Not a con artist. Not malicious. But a well-credentialed imposter standing in for something deeper: the soul guide, the wise elder, the one who once led others through transformation.
That role no longer exists. It’s been outsourced to an industry that has turned healing into a business model.
Today’s therapist doesn’t offer transcendence. They offer management. Not because they’re evil, but because the system is. The modern mental health industry was not born out of timeless wisdom, but from the cracked pavement of late-stage capitalism.
And not the Adam Smith kind — where markets functioned on moral sentiment and reciprocity — but the bloated, financialised husk we inhabit now, where every form of suffering is captured, branded, and sold back to you as a service.
You’re not a soul in crisis. You’re an appointment time. A returning client. A recurring debit. And your therapist’s job — whether they know it or not — is to keep the invoice coming.
We’ve replaced the priest with the practitioner.

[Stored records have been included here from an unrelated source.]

//! HTTP front door
//!
//! Exposes the hub operations and the inbound webhook routes over axum.
//! Provider failures come back as `200` with an error envelope; only missing
//! parameters (`400`) and a bad Sentry signature (`401`) change the status.

use axum::{
    body::Bytes,
    extract::{Path, Query, State},
    http::{HeaderMap, StatusCode},
    response::{IntoResponse, Response},
    routing::{get, post},
    Json, Router,
};
use serde::de::DeserializeOwned;
use serde::{Deserialize, Serialize};
use serde_json::Value;
use std::sync::Arc;
use thiserror::Error;
use tower_http::cors::CorsLayer;
use tower_http::trace::TraceLayer;
use tracing::{info, warn};

use super::envelope::SyncResult;
use super::github::FileChange;
use super::registry::{HubStatus, IntegrationHub};
use super::traits::IntegrationError;
use super::webhooks::{SentrySignatureVerifier, WebhookPayload, SIGNATURE_HEADER};
use super::workflow::WorkflowRecord;
use crate::config::{IntegrationConfig, ServerConfig};

/// Service name reported by `/health`
pub const SERVICE_NAME: &str = "integration-hub";

/// Shared state for every route
#[derive(Clone)]
pub struct AppState {
    pub hub: Arc<IntegrationHub>,
    pub config: ServerConfig,
}

impl AppState {
    pub fn new(hub: Arc<IntegrationHub>, config: ServerConfig) -> Self {
        Self { hub, config }
    }
}

/// Request-level failures
#[derive(Debug, Clone, PartialEq, Error)]
pub enum ApiError {
    /// Invalid or missing Sentry signature
    #[error("Invalid or missing webhook signature")]
    InvalidSignature,
    /// A required body or query field is absent
    #[error("Missing required parameter: {0}")]
    MissingParameter(&'static str),
    /// The request body is not the expected JSON
    #[error("Failed to parse request body: {0}")]
    ParseError(String),
}

impl IntoResponse for ApiError {
    fn into_response(self) -> Response {
        let status = match &self {
            ApiError::InvalidSignature => StatusCode::UNAUTHORIZED,
            ApiError::MissingParameter(_) | ApiError::ParseError(_) => StatusCode::BAD_REQUEST,
        };

        (status, Json(SyncResult::error(self.to_string()))).into_response()
    }
}

pub type ApiResult<T> = Result<T, ApiError>;

/// Health check response
#[derive(Debug, Serialize, Deserialize)]
pub struct HealthResponse {
    pub status: String,
    pub service: String,
    pub version: String,
}

#[derive(Debug, Deserialize)]
pub struct RegisterRequest {
    pub name: Option<String>,
    #[serde(alias = "api_key")]
    pub credential: Option<String>,
    #[serde(default)]
    pub base_url: String,
    pub enabled: Option<bool>,
}

#[derive(Debug, Deserialize)]
pub struct LinearSyncRequest {
    pub api_key: Option<String>,
    pub team_key: Option<String>,
}

#[derive(Debug, Deserialize)]
pub struct GitHubSyncRequest {
    pub repo: Option<String>,
    pub token: Option<String>,
}

#[derive(Debug, Deserialize)]
pub struct PullRequestRequest {
    pub token: Option<String>,
    pub repo: Option<String>,
    pub title: Option<String>,
    pub description: Option<String>,
    pub files: Option<Vec<FileChange>>,
}

#[derive(Debug, Deserialize)]
pub struct NotifyRequest {
    pub webhook_url: Option<String>,
    pub message: Option<String>,
}

#[derive(Debug, Deserialize)]
pub struct AirtableExportRequest {
    pub base_id: Option<String>,
    pub table_name: Option<String>,
    pub api_key: Option<String>,
    pub workflows: Option<Vec<WorkflowRecord>>,
}

#[derive(Debug, Deserialize)]
pub struct NotionSyncRequest {
    pub database_id: Option<String>,
    pub token: Option<String>,
    pub workflows: Option<Vec<WorkflowRecord>>,
}

#[derive(Debug, Deserialize)]
pub struct SupabaseHealthQuery {
    pub access_token: Option<String>,
    pub project_ref: Option<String>,
}

fn required<T>(value: Option<T>, name: &'static str) -> ApiResult<T> {
    value.ok_or(ApiError::MissingParameter(name))
}

/// Parse a JSON body; rejections use the envelope shape instead of axum's
/// plain-text extractor errors
fn parse_body<T: DeserializeOwned>(body: &Bytes) -> ApiResult<T> {
    serde_json::from_slice(body).map_err(|e| ApiError::ParseError(e.to_string()))
}

/// Create the router with every hub route
pub fn create_router(state: AppState) -> Router {
    Router::new()
        .route("/health", get(health_handler))
        .route("/integrations/status", get(status_handler))
        .route("/integrations/register", post(register_handler))
        .route("/integrations/linear/sync", post(linear_sync_handler))
        .route("/integrations/github/sync", post(github_sync_handler))
        .route("/integrations/github/pr", post(github_pr_handler))
        .route("/integrations/slack/notify", post(slack_notify_handler))
        .route("/integrations/discord/notify", post(discord_notify_handler))
        .route("/integrations/airtable/export", post(airtable_export_handler))
        .route("/integrations/notion/sync", post(notion_sync_handler))
        .route("/integrations/supabase/health", get(supabase_health_handler))
        .route("/webhooks/sentry", post(sentry_webhook_handler))
        .route("/webhooks/{endpoint}", post(webhook_handler))
        .layer(TraceLayer::new_for_http())
        .layer(CorsLayer::permissive())
        .with_state(state)
}

/// Bind `config.socket_addr()` and serve until the process stops
pub async fn serve(hub: Arc<IntegrationHub>, config: ServerConfig) -> std::io::Result<()> {
    let addr = config.socket_addr();
    let listener = tokio::net::TcpListener::bind(&addr).await?;
    info!(addr = %addr, "Integration hub listening");

    let app = create_router(AppState::new(hub, config));
    axum::serve(listener, app).await
}

/// GET /health
pub async fn health_handler() -> Json<HealthResponse> {
    Json(HealthResponse {
        status: "healthy".to_string(),
        service: SERVICE_NAME.to_string(),
        version: env!("CARGO_PKG_VERSION").to_string(),
    })
}

/// GET /integrations/status
pub async fn status_handler(State(state): State<AppState>) -> Json<HubStatus> {
    Json(state.hub.status().await)
}

/// POST /integrations/register
pub async fn register_handler(
    State(state): State<AppState>,
    body: Bytes,
) -> ApiResult<Json<SyncResult>> {
    let request: RegisterRequest = parse_body(&body)?;
    let name = required(request.name, "name")?;
    let credential = required(request.credential, "api_key")?;

    let config = IntegrationConfig {
        name: name.clone(),
        credential,
        base_url: request.base_url,
        enabled: request.enabled.unwrap_or(true),
    };
    state.hub.register(config).await;

    Ok(Json(
        SyncResult::success(format!("Integration {} registered", name)).with("name", name),
    ))
}

/// POST /integrations/linear/sync
pub async fn linear_sync_handler(
    State(state): State<AppState>,
    body: Bytes,
) -> ApiResult<Json<SyncResult>> {
    let request: LinearSyncRequest = parse_body(&body)?;
    let api_key = required(request.api_key, "api_key")?;

    Ok(Json(
        state
            .hub
            .sync_with_linear(&api_key, request.team_key.as_deref())
            .await,
    ))
}

/// POST /integrations/github/sync
pub async fn github_sync_handler(
    State(state): State<AppState>,
    body: Bytes,
) -> ApiResult<Json<SyncResult>> {
    let request: GitHubSyncRequest = parse_body(&body)?;
    let repo = required(request.repo, "repo")?;
    let token = required(request.token, "token")?;

    Ok(Json(state.hub.sync_with_github(&repo, &token).await))
}

/// POST /integrations/github/pr
pub async fn github_pr_handler(
    State(state): State<AppState>,
    body: Bytes,
) -> ApiResult<Json<SyncResult>> {
    let request: PullRequestRequest = parse_body(&body)?;
    let token = required(request.token, "token")?;
    let repo = required(request.repo, "repo")?;
    let title = required(request.title, "title")?;
    let files = required(request.files, "files")?;

    Ok(Json(
        state
            .hub
            .create_github_pr(&token, &repo, &title, request.description.as_deref(), files)
            .await,
    ))
}

/// POST /integrations/slack/notify
pub async fn slack_notify_handler(
    State(state): State<AppState>,
    body: Bytes,
) -> ApiResult<Json<SyncResult>> {
    let request: NotifyRequest = parse_body(&body)?;
    let webhook_url = required(request.webhook_url, "webhook_url")?;
    let message = required(request.message, "message")?;

    Ok(Json(state.hub.notify_slack(&webhook_url, &message).await))
}

/// POST /integrations/discord/notify
pub async fn discord_notify_handler(
    State(state): State<AppState>,
    body: Bytes,
) -> ApiResult<Json<SyncResult>> {
    let request: NotifyRequest = parse_body(&body)?;
    let webhook_url = required(request.webhook_url, "webhook_url")?;
    let message = required(request.message, "message")?;

    Ok(Json(state.hub.notify_discord(&webhook_url, &message).await))
}

/// POST /integrations/airtable/export
pub async fn airtable_export_handler(
    State(state): State<AppState>,
    body: Bytes,
) -> ApiResult<Json<SyncResult>> {
    let request: AirtableExportRequest = parse_body(&body)?;
    let base_id = required(request.base_id, "base_id")?;
    let table_name = required(request.table_name, "table_name")?;
    let api_key = required(request.api_key, "api_key")?;
    let workflows = required(request.workflows, "workflows")?;

    Ok(Json(
        state
            .hub
            .export_to_airtable(&base_id, &table_name, &api_key, &workflows)
            .await,
    ))
}

/// POST /integrations/notion/sync
pub async fn notion_sync_handler(
    State(state): State<AppState>,
    body: Bytes,
) -> ApiResult<Json<SyncResult>> {
    let request: NotionSyncRequest = parse_body(&body)?;
    let database_id = required(request.database_id, "database_id")?;
    let token = required(request.token, "token")?;
    let workflows = required(request.workflows, "workflows")?;

    Ok(Json(
        state
            .hub
            .sync_with_notion(&database_id, &token, &workflows)
            .await,
    ))
}

/// GET /integrations/supabase/health?access_token=..&project_ref=..
pub async fn supabase_health_handler(
    State(state): State<AppState>,
    Query(query): Query<SupabaseHealthQuery>,
) -> ApiResult<Json<SyncResult>> {
    let access_token = required(query.access_token, "access_token")?;
    let project_ref = required(query.project_ref, "project_ref")?;

    Ok(Json(
        state
            .hub
            .check_supabase_health(&access_token, &project_ref)
            .await,
    ))
}

/// Returns Ok(()) if the signature is valid or no secret is configured
fn verify_sentry_signature(
    secret: Option<&str>,
    payload: &[u8],
    headers: &HeaderMap,
) -> ApiResult<()> {
    let Some(secret) = secret else {
        return Ok(());
    };

    let signature = headers
        .get(SIGNATURE_HEADER)
        .and_then(|v| v.to_str().ok())
        .ok_or(ApiError::InvalidSignature)?;

    if SentrySignatureVerifier::new(secret).verify_signature(payload, signature) {
        Ok(())
    } else {
        Err(ApiError::InvalidSignature)
    }
}

/// POST /webhooks/sentry
pub async fn sentry_webhook_handler(
    State(state): State<AppState>,
    headers: HeaderMap,
    body: Bytes,
) -> ApiResult<Json<SyncResult>> {
    verify_sentry_signature(state.config.sentry_secret.as_deref(), &body, &headers)?;

    let payload: Value = match serde_json::from_slice(&body) {
        Ok(payload) => payload,
        Err(e) => {
            warn!(error = %e, "Unreadable Sentry webhook body");
            return Ok(Json(IntegrationError::MalformedPayload(e.to_string()).into()));
        }
    };

    Ok(Json(state.hub.handle_sentry_alert(&payload).await))
}

/// POST /webhooks/{endpoint}
pub async fn webhook_handler(
    State(state): State<AppState>,
    Path(endpoint): Path<String>,
    body: Bytes,
) -> Json<SyncResult> {
    let payload: WebhookPayload = match serde_json::from_slice(&body) {
        Ok(payload) => payload,
        Err(e) => {
            warn!(endpoint = %endpoint, error = %e, "Unreadable webhook body");
            return Json(IntegrationError::MalformedPayload(e.to_string()).into());
        }
    };

    Json(state.hub.dispatch(&endpoint, payload).await)
}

We’ve taken the archetype of the seer and substituted it with a softly spoken, Medicare-approved technician. And yet we wonder why healing feels more like looping.

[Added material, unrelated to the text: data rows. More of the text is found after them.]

//! Supabase project health
//!
//! The health check confirms both credentials are present and then asks
//! the management API for the slowest recent queries. That probe is best
//! effort: plans without query insights answer with an error, which counts
//! as "no slow queries" rather than an unhealthy project.

use async_trait::async_trait;
use reqwest::{Client, StatusCode};
use serde_json::Value;
use tracing::debug;

use super::traits::{require, HealthProbe, HealthReport, IntegrationResult};

/// Supabase management API base
pub const SUPABASE_API_URL: &str = "https://api.supabase.com/v1";

pub struct SupabaseClient {
    client: Client,
    access_token: String,
    project_ref: String,
    api_url: String,
}

impl SupabaseClient {
    pub fn new(
        client: Client,
        access_token: impl Into<String>,
        project_ref: impl Into<String>,
    ) -> IntegrationResult<Self> {
        let (access_token, project_ref) = (access_token.into(), project_ref.into());
        require(&access_token, "access_token")?;
        require(&project_ref, "project_ref")?;

        Ok(Self {
            client,
            access_token,
            project_ref,
            api_url: SUPABASE_API_URL.to_string(),
        })
    }

    pub fn with_api_url(mut self, api_url: impl Into<String>) -> Self {
        self.api_url = api_url.into();
        self
    }

    /// Ten slowest queries by latency; empty when the API refuses
    pub async fn slow_queries(&self) -> IntegrationResult<Vec<Value>> {
        let url = format!(
            "{}/projects/{}/analytics/query",
            self.api_url.trim_end_matches('/'),
            self.project_ref
        );

        let response = self
            .client
            .get(url)
            .bearer_auth(&self.access_token)
            .query(&[("sort", "latency"), ("order", "desc"), ("limit", "10")])
            .send()
            .await?;

        if response.status() != StatusCode::OK {
            debug!(
                status = response.status().as_u16(),
                "Query insights unavailable"
            );
            return Ok(Vec::new());
        }

        match response.json::<Value>().await? {
            Value::Array(queries) => Ok(queries),
            _ => Ok(Vec::new()),
        }
    }
}

#[async_trait]
impl HealthProbe for SupabaseClient {
    fn name(&self) -> &str {
        "supabase"
    }

    async fn check(&self) -> IntegrationResult<HealthReport> {
        let slow_queries = match self.slow_queries().await {
            Ok(queries) => queries,
            Err(e) => {
                debug!(error = %e, "Slow query probe failed");
                Vec::new()
            }
        };

        Ok(HealthReport {
            slow_queries_count: slow_queries.len(),
        })
    }
}
//! Slack and Discord incoming-webhook notifiers.
//!
//! Both post a JSON message to a caller-supplied webhook URL. Success is
//! decided by the status code alone: 200 for Slack, 204 for Discord.

use async_trait::async_trait;
use reqwest::{Client, StatusCode};
use serde::Serialize;
use tracing::debug;

use super::traits::{require, IntegrationError, IntegrationResult, Notifier};

/// Display name used for messages posted by the hub
pub const BOT_USERNAME: &str = "Workflow Hub Bot";

const SLACK_ICON: &str = ":robot_face:";

#[derive(Debug, Serialize)]
struct SlackPayload<'a> {
    text: &'a str,
    username: &'a str,
    icon_emoji: &'a str,
}

#[derive(Debug, Serialize)]
struct DiscordPayload<'a> {
    content: &'a str,
    username: &'a str,
}

/// Post `payload` and accept only `expected` as success
async fn post_webhook<P: Serialize + ?Sized>(
    client: &Client,
    webhook_url: &str,
    payload: &P,
    expected: StatusCode,
    provider: &str,
) -> IntegrationResult<()> {
    let response = client.post(webhook_url).json(payload).send().await?;

    let status = response.status();
    debug!(provider, status = status.as_u16(), "Webhook notification posted");

    if status == expected {
        Ok(())
    } else {
        Err(IntegrationError::Rejected(format!(
            "Failed to send to {}",
            provider
        )))
    }
}

/// Slack incoming webhook
pub struct SlackNotifier {
    client: Client,
    webhook_url: String,
}

impl SlackNotifier {
    pub fn new(client: Client, webhook_url: impl Into<String>) -> IntegrationResult<Self> {
        let webhook_url = webhook_url.into();
        require(&webhook_url, "webhook_url")?;
        Ok(Self {
            client,
            webhook_url,
        })
    }
}

#[async_trait]
impl Notifier for SlackNotifier {
    fn name(&self) -> &str {
        "slack"
    }

    async fn notify(&self, message: &str) -> IntegrationResult<()> {
        let payload = SlackPayload {
            text: message,
            username: BOT_USERNAME,
            icon_emoji: SLACK_ICON,
        };
        post_webhook(
            &self.client,
            &self.webhook_url,
            &payload,
            StatusCode::OK,
            "Slack",
        )
        .await
    }
}

/// Discord channel webhook
pub struct DiscordNotifier {
    client: Client,
    webhook_url: String,
}

impl DiscordNotifier {
    pub fn new(client: Client, webhook_url: impl Into<String>) -> IntegrationResult<Self> {
        let webhook_url = webhook_url.into();
        require(&webhook_url, "webhook_url")?;
        Ok(Self {
            client,
            webhook_url,
        })
    }
}

#[async_trait]
impl Notifier for DiscordNotifier {
    fn name(&self) -> &str {
        "discord"
    }

    async fn notify(&self, message: &str) -> IntegrationResult<()> {
        let payload = DiscordPayload {
            content: message,
            username: BOT_USERNAME,
        };
        post_webhook(
            &self.client,
            &self.webhook_url,
            &payload,
            StatusCode::NO_CONTENT,
            "Discord",
        )
        .await
    }
}
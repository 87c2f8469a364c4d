//! Notion database sync
//!
//! Each workflow becomes one page in a Notion database. Pages are created
//! one request at a time and the loop stops at the first failure.

use async_trait::async_trait;
use reqwest::{Client, StatusCode};
use serde_json::{json, Value};

use super::traits::{require, IntegrationError, IntegrationResult, RecordSink};
use super::workflow::WorkflowRecord;

/// Notion REST API base
pub const NOTION_API_URL: &str = "https://api.notion.com/v1";

/// API version the page payload is written against
pub const NOTION_VERSION: &str = "2022-06-28";

pub struct NotionSync {
    client: Client,
    token: String,
    database_id: String,
    api_url: String,
}

impl NotionSync {
    pub fn new(
        client: Client,
        database_id: impl Into<String>,
        token: impl Into<String>,
    ) -> IntegrationResult<Self> {
        let (database_id, token) = (database_id.into(), token.into());
        require(&database_id, "database_id")?;
        require(&token, "token")?;

        Ok(Self {
            client,
            token,
            database_id,
            api_url: NOTION_API_URL.to_string(),
        })
    }

    pub fn with_api_url(mut self, api_url: impl Into<String>) -> Self {
        self.api_url = api_url.into();
        self
    }

    async fn create_page(&self, page: &Value) -> IntegrationResult<()> {
        let response = self
            .client
            .post(format!("{}/pages", self.api_url.trim_end_matches('/')))
            .bearer_auth(&self.token)
            .header("Notion-Version", NOTION_VERSION)
            .json(page)
            .send()
            .await?;

        if response.status() == StatusCode::OK {
            return Ok(());
        }

        let error_text = response
            .text()
            .await
            .unwrap_or_else(|_| "Unknown error".to_string());
        Err(IntegrationError::Rejected(format!(
            "Failed to create page: {}",
            error_text
        )))
    }
}

/// Build the page-create payload with typed database properties
pub fn page_payload(database_id: &str, workflow: &WorkflowRecord) -> Value {
    let integrations: Vec<Value> = workflow
        .integrations
        .iter()
        .map(|name| json!({ "name": name }))
        .collect();

    json!({
        "parent": { "database_id": database_id },
        "properties": {
            "Name": {
                "title": [{ "text": { "content": workflow.name } }]
            },
            "Description": {
                "rich_text": [{ "text": { "content": workflow.description } }]
            },
            "Trigger Type": { "select": { "name": workflow.trigger_type } },
            "Complexity": { "select": { "name": workflow.complexity } },
            "Node Count": { "number": workflow.node_count },
            "Active": { "checkbox": workflow.active },
            "Integrations": { "multi_select": integrations },
        }
    })
}

#[async_trait]
impl RecordSink for NotionSync {
    fn name(&self) -> &str {
        "notion"
    }

    async fn push(&self, records: &[WorkflowRecord]) -> IntegrationResult<usize> {
        let mut created = 0;
        for workflow in records {
            let page = page_payload(&self.database_id, workflow);
            if let Err(e) = self.create_page(&page).await {
                return Err(IntegrationError::partial(created, e));
            }
            created += 1;
        }
        Ok(created)
    }
}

The industry sells itself as science. But it’s not. Psychiatry and psychology, in their modern form, are speculative frameworks. Diagnoses aren’t discovered — they’re debated, voted into existence, and listed in thick manuals that read more like theological commentaries than scientific truths.

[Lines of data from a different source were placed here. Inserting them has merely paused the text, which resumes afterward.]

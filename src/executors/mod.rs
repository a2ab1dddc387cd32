//! Executor contract and shared response finalization.
//!
//! An executor is a transport strategy converting a fully-prepared
//! [`Request`] into a [`Response`] or a typed failure. The helpers here are
//! free-standing so every executor shares one resolve-or-reject boundary,
//! one header merge rule and one body decoder without a base class holding
//! state.

use async_trait::async_trait;

use crate::error::CourierError;
use crate::fields::Headers;
use crate::types::{Request, Response, ResponseBody, ResponseConfig, ResponseType};

mod event;
mod stream;

pub use event::EventExecutor;
pub use stream::StreamExecutor;

/// The single transport capability.
///
/// Implementations receive the request with interceptors already applied
/// and must not re-run pipeline logic. Rejection follows the shared rule:
/// transport failures reject with a typed [`CourierError`]; an HTTP status
/// of 400 or above rejects with the response itself via [`finalize`].
#[async_trait]
pub trait Executor: Send + Sync {
    async fn send(&self, request: &Request) -> Result<Response, CourierError>;
}

/// Headers that are legally single-valued per HTTP semantics. For these the
/// first occurrence wins; every other repeated header is comma-joined in
/// encounter order.
const DO_NOT_CONCATENATE: [&str; 17] = [
    "age",
    "authorization",
    "content-length",
    "content-type",
    "etag",
    "expires",
    "from",
    "host",
    "if-modified-since",
    "if-unmodified-since",
    "last-modified",
    "location",
    "max-forwards",
    "proxy-authorization",
    "referer",
    "retry-after",
    "user-agent",
];

/// Map a decoded body, status and headers to the resolve-or-reject
/// boundary: statuses below 400 resolve, everything else rejects with the
/// response itself so callers can inspect it.
pub fn finalize(
    body: ResponseBody,
    status: u16,
    headers: Headers,
) -> Result<Response, CourierError> {
    let response = Response {
        body,
        status,
        headers,
    };
    if response.status < 400 {
        Ok(response)
    } else {
        Err(CourierError::Status(Box::new(response)))
    }
}

/// Collect raw transport headers into the response header map, lower-cased
/// and merged per the single-valued rule.
pub(crate) fn collect_headers(raw: &reqwest::header::HeaderMap) -> Headers {
    let mut headers = Headers::new();
    for (name, value) in raw.iter() {
        let key = name.as_str();
        let Ok(value) = value.to_str() else { continue };

        match headers.get(key).map(str::to_string) {
            None => headers.set(key, value),
            Some(_) if DO_NOT_CONCATENATE.contains(&key) => {}
            Some(existing) => headers.set(key, format!("{existing}, {value}")),
        }
    }
    headers
}

/// Decode the buffered reply per the requested response type.
///
/// JSON decoding falls back to `null` on an empty body and to the raw text
/// when the body does not parse; buffers pass through untouched.
pub(crate) fn decode_body(bytes: &[u8], config: &ResponseConfig) -> ResponseBody {
    match config.kind {
        ResponseType::Buffer => ResponseBody::Buffer(bytes.to_vec()),
        ResponseType::Json => {
            if bytes.is_empty() {
                ResponseBody::Json(serde_json::Value::Null)
            } else {
                match serde_json::from_slice(bytes) {
                    Ok(value) => ResponseBody::Json(value),
                    Err(_) => ResponseBody::Text(decode_text(bytes, &config.encoding)),
                }
            }
        }
        ResponseType::Text => ResponseBody::Text(decode_text(bytes, &config.encoding)),
    }
}

fn decode_text(bytes: &[u8], encoding: &str) -> String {
    if !matches!(encoding, "utf8" | "utf-8" | "") {
        tracing::trace!(
            target: "courier::executor",
            encoding,
            "unsupported charset, decoding lossily"
        );
    }
    String::from_utf8_lossy(bytes).into_owned()
}

/// Build the transport-level request: resolve the URL, move embedded
/// credentials into a basic-auth header and apply headers and body.
pub(crate) fn prepare(
    client: &reqwest::Client,
    request: &Request,
) -> Result<reqwest::RequestBuilder, CourierError> {
    let mut url = request.resolve_url()?;

    let username = url.username().to_string();
    let password = url.password().map(str::to_string);
    if !username.is_empty() || password.is_some() {
        // Credentials never travel inside the URL on the wire.
        let _ = url.set_username("");
        let _ = url.set_password(None);
    }

    let mut builder = client.request(request.method.into(), url);
    if !username.is_empty() || password.is_some() {
        builder = builder.basic_auth(username, password);
    }

    for (key, value) in request.headers.iter() {
        builder = builder.header(key, value);
    }

    if let Some(body) = &request.body {
        let raw = match body {
            serde_json::Value::String(text) => text.clone(),
            other => other.to_string(),
        };
        builder = builder.body(raw);
    }

    Ok(builder)
}

/// Perform the buffered exchange: send, then gather status, headers and
/// the raw reply bytes.
pub(crate) async fn exchange(
    builder: reqwest::RequestBuilder,
    request: &Request,
) -> Result<(u16, Headers, Vec<u8>), CourierError> {
    let response = builder.send().await.map_err(|e| failure(request, e))?;

    let status = response.status().as_u16();
    let headers = collect_headers(response.headers());
    let bytes = response
        .bytes()
        .await
        .map_err(|e| failure(request, e))?
        .to_vec();

    Ok((status, headers, bytes))
}

/// Map a transport error onto the taxonomy.
pub(crate) fn failure(request: &Request, error: reqwest::Error) -> CourierError {
    if error.is_timeout() {
        CourierError::RequestTimedOut {
            request: Box::new(request.clone()),
        }
    } else {
        CourierError::RequestFailed {
            request: Box::new(request.clone()),
            source: Box::new(error),
        }
    }
}

#[cfg(test)]
mod tests {
    use super::*;
    use reqwest::header::{HeaderName, HeaderValue};

    #[test]
    fn finalize_resolves_below_400() {
        let response = finalize(
            ResponseBody::Json(serde_json::Value::Null),
            200,
            Headers::new(),
        )
        .unwrap();
        assert_eq!(response.status, 200);
    }

    #[test]
    fn finalize_rejects_with_the_response_at_400_and_above() {
        let error = finalize(
            ResponseBody::Text("nope".to_string()),
            404,
            Headers::new(),
        )
        .unwrap_err();

        let response = error.response().expect("should carry the response");
        assert_eq!(response.status, 404);
        assert_eq!(response.body.as_text(), Some("nope"));
    }

    #[test]
    fn repeated_headers_are_comma_joined_in_encounter_order() {
        let mut raw = reqwest::header::HeaderMap::new();
        raw.append(
            HeaderName::from_static("set-cookie"),
            HeaderValue::from_static("a=1"),
        );
        raw.append(
            HeaderName::from_static("set-cookie"),
            HeaderValue::from_static("b=2"),
        );

        let headers = collect_headers(&raw);
        assert_eq!(headers.get("set-cookie"), Some("a=1, b=2"));
    }

    #[test]
    fn single_valued_headers_keep_the_first_occurrence() {
        let mut raw = reqwest::header::HeaderMap::new();
        raw.append(
            HeaderName::from_static("content-type"),
            HeaderValue::from_static("application/json"),
        );
        raw.append(
            HeaderName::from_static("content-type"),
            HeaderValue::from_static("text/plain"),
        );

        let headers = collect_headers(&raw);
        assert_eq!(headers.get("content-type"), Some("application/json"));
    }

    #[test]
    fn json_decoding_falls_back_to_null_on_an_empty_body() {
        let body = decode_body(b"", &ResponseConfig::default());
        assert_eq!(body, ResponseBody::Json(serde_json::Value::Null));
    }

    #[test]
    fn json_decoding_falls_back_to_text_when_unparseable() {
        let body = decode_body(b"text", &ResponseConfig::default());
        assert_eq!(body, ResponseBody::Text("text".to_string()));
    }

    #[test]
    fn buffer_bodies_pass_through() {
        let config = ResponseConfig {
            kind: ResponseType::Buffer,
            encoding: "utf8".to_string(),
        };
        let body = decode_body(b"{\"ok\":true}", &config);
        assert_eq!(body.as_buffer(), Some(&b"{\"ok\":true}"[..]));
    }

    #[test]
    fn text_bodies_decode_per_encoding() {
        let config = ResponseConfig {
            kind: ResponseType::Text,
            encoding: "utf8".to_string(),
        };
        let body = decode_body(b"{\"ok\":true}", &config);
        assert_eq!(body.as_text(), Some("{\"ok\":true}"));
    }
}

There is no blood test for narcissism. No x-ray for trauma. These are metaphorical tools — useful in some cases, but sold as empirical fact.
And here’s the catch: if therapy worked the way it claimed, you wouldn’t need it forever. But healing doesn’t scale. Management does. A healed patient leaves. A “processing” patient returns. So instead of transformation, you get articulation. You become fluent in your pain, and mistake that fluency for freedom.
Therapy gives you vocabulary. It helps you narrate your patterns. It teaches you to name the wound. But it rarely asks you to leave the wound behind. You can spend five years talking about your mother, and still never forgive her. Or face her. Or let her go.
And when talking loses steam, there’s always a prescription.
We live in a culture that assumes any prolonged discomfort must be biochemical. If you feel numb, anxious, restless — you’re not responding to a dehumanising environment or a meaningless routine. You’re malfunctioning. Take the pill. Adjust the dose. Don’t question the premise.
Let’s be clear: medication has its place. For some, it can be life-saving. But for millions, it’s a sedative strategy applied to spiritual disconnection. It doesn’t heal. It dulls. And it’s sold by the same system that profits from your sedation.
Then there’s the language — the great smokescreen. Words like “boundaries,” “self-regulation,” “trauma-informed,” “inner child,” “neurodivergent.” These terms now dominate not just therapy rooms but everyday conversation.
They offer the illusion of clarity while often delivering abstraction. You’re not avoiding responsibility — you’re “honouring your nervous system.” You’re not stuck — you’re “in process.”
At a certain point, the therapy-speak becomes a shell. It replaces old dogma with new jargon. And it keeps people suspended in a state of narrative control — where healing is endlessly deferred, but always branded as imminent.
The most dangerous shift is this: your diagnosis becomes your identity. You don’t just have depression — you are depressed. You don’t manage anxiety — you become “an anxious person.” Pain is no longer something to move through. It’s something to organise your life around.
And so you build routines, friendships, content, and romantic expectations around pathology. You don’t evolve beyond your suffering. You brand it. You curate it. You turn it into a social currency that keeps you safely within your condition — and tragically out of your life.
This isn’t to say therapy is worthless. Some therapists are extraordinary. Soulful, brave, unafraid to confront. But the industry is not designed to reward those people. It’s designed to reward retention, compliance, and emotional maintenance dressed up as growth.
If your therapist hasn’t challenged you — not just listened, but really pushed you — in six months, you’re not healing. You’re renewing. You’re being professionally managed.
Healing is not tidy. It’s not weekly. It’s not jargon-filled. It’s certainly not infinite.
Healing is a reckoning. It’s an act of courage.
And sometimes, that courage starts with saying goodbye to the person charging you to stay stuck.